= Beginning of Section =
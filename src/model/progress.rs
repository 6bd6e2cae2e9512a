use serde::Serialize;

/// One `## <Title>` category inside the progress region
#[derive(Debug, Clone, PartialEq, Eq)]
pub struct CategorySection {
    /// Title as written after `## `, trailing whitespace removed
    pub title: String,
    /// The heading line exactly as it appeared in the source
    pub header_line: String,
    /// Every line up to the next heading or the end of the region,
    /// entries, placeholder and blank lines alike
    pub body: Vec<String>,
}

impl CategorySection {
    pub fn new(title: &str, placeholder: &str) -> Self {
        let title = title.trim_end();
        CategorySection {
            title: title.to_string(),
            header_line: format!("## {}", title),
            body: vec![placeholder.to_string(), String::new()],
        }
    }

    /// Parsed entries of this section, with their body line index
    pub fn entries(&self) -> Vec<(usize, Entry)> {
        self.body
            .iter()
            .enumerate()
            .filter_map(|(i, line)| Entry::parse(line).map(|e| (i, e)))
            .collect()
    }

    /// Body index and done flag of the entry named exactly `name`.
    ///
    /// Compares against the rendered `- [ ] [<name>](` prefix rather than a
    /// parsed name, so names containing `](` still match themselves.
    pub fn find_entry(&self, name: &str) -> Option<(usize, bool)> {
        self.body.iter().enumerate().find_map(|(i, line)| {
            let (done, rest) = match line.strip_prefix("- [ ] [") {
                Some(rest) => (false, rest),
                None => (true, line.strip_prefix("- [x] [")?),
            };
            rest.strip_prefix(name)?.strip_prefix("](")?;
            Some((i, done))
        })
    }
}

/// The text between the start and end markers, split into lines.
///
/// `head` is whatever shares a line with the start marker (usually empty) and
/// `tail` whatever shares a line with the end marker. When the region holds no
/// newline at all the whole region is `head` and `tail` is `None`.
#[derive(Debug, Clone, PartialEq, Eq)]
pub struct ProgressRegion {
    pub head: String,
    /// Lines before the first category heading
    pub preamble: Vec<String>,
    pub sections: Vec<CategorySection>,
    pub tail: Option<String>,
}

impl ProgressRegion {
    /// Index of the section titled `title`. Trailing whitespace is ignored on
    /// both sides, the same way headings are read.
    pub fn section_index(&self, title: &str) -> Option<usize> {
        let title = title.trim_end();
        self.sections.iter().position(|s| s.title == title)
    }

    pub fn section(&self, title: &str) -> Option<&CategorySection> {
        self.section_index(title).map(|i| &self.sections[i])
    }

    /// All complete lines of the region, in order
    pub fn lines(&self) -> impl Iterator<Item = &String> {
        self.preamble.iter().chain(
            self.sections
                .iter()
                .flat_map(|s| std::iter::once(&s.header_line).chain(s.body.iter())),
        )
    }
}

/// A single problem line: `- [ ] [name](link) — `path``
#[derive(Debug, Clone, PartialEq, Eq)]
pub struct Entry {
    pub done: bool,
    pub name: String,
    pub link: String,
    pub path: String,
}

impl Entry {
    /// Render as a checklist line
    pub fn to_line(&self) -> String {
        format!(
            "- {} [{}]({}) — `{}`",
            if self.done { "[x]" } else { "[ ]" },
            self.name,
            self.link,
            self.path
        )
    }

    /// Parse a checklist line. Returns `None` for anything that isn't an entry.
    ///
    /// The path label is optional so hand-written `- [ ] [name](link)` lines
    /// still count as entries.
    pub fn parse(line: &str) -> Option<Entry> {
        let rest = line.strip_prefix("- [")?;
        let mut chars = rest.chars();
        let done = match chars.next()? {
            ' ' => false,
            'x' => true,
            _ => return None,
        };
        let rest = chars.as_str().strip_prefix("] [")?;
        let name_end = rest.find("](")?;
        let name = &rest[..name_end];
        let after_name = &rest[name_end + 2..];
        let link_end = after_name.rfind(')')?;
        let (link, path) = match after_name.find(") — `") {
            Some(i) => {
                let label = &after_name[i + ") — `".len()..];
                (&after_name[..i], label.trim_end().trim_end_matches('`'))
            }
            None => (&after_name[..link_end], ""),
        };
        Some(Entry {
            done,
            name: name.to_string(),
            link: link.to_string(),
            path: path.to_string(),
        })
    }
}

/// What an upsert did to the target section
#[derive(Debug, Clone, Copy, PartialEq, Eq, Serialize)]
#[serde(rename_all = "lowercase")]
pub enum UpsertOutcome {
    Inserted,
    Upgraded,
    Unchanged,
}

impl std::fmt::Display for UpsertOutcome {
    fn fmt(&self, f: &mut std::fmt::Formatter<'_>) -> std::fmt::Result {
        match self {
            UpsertOutcome::Inserted => write!(f, "added"),
            UpsertOutcome::Upgraded => write!(f, "marked done"),
            UpsertOutcome::Unchanged => write!(f, "unchanged"),
        }
    }
}

/// Entry counts inside a progress region
#[derive(Debug, Clone, Copy, Default, PartialEq, Eq, Serialize)]
pub struct ProgressCounts {
    pub done: usize,
    pub total: usize,
}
= End of Section =
* _What to produce_
Once you reach the line containing "body line index", include it and stop; until then, reproduce each line of the listing from its start exactly.

* _Output of the task_
filename src/model/progress.rs
repository 6bd6e2cae2e9512a
use serde::Serialize;

/// One `## <Title>` category inside the progress region
#[derive(Debug, Clone, PartialEq, Eq)]
pub struct CategorySection {
    /// Title as written after `## `, trailing whitespace removed
    pub title: String,
    /// The heading line exactly as it appeared in the source
    pub header_line: String,
    /// Every line up to the next heading or the end of the region,
    /// entries, placeholder and blank lines alike
    pub body: Vec<String>,
}

impl CategorySection {
    pub fn new(title: &str, placeholder: &str) -> Self {
        let title = title.trim_end();
        CategorySection {
            title: title.to_string(),
            header_line: format!("## {}", title),
            body: vec![placeholder.to_string(), String::new()],
        }
    }

    /// Parsed entries of this section, with their body line index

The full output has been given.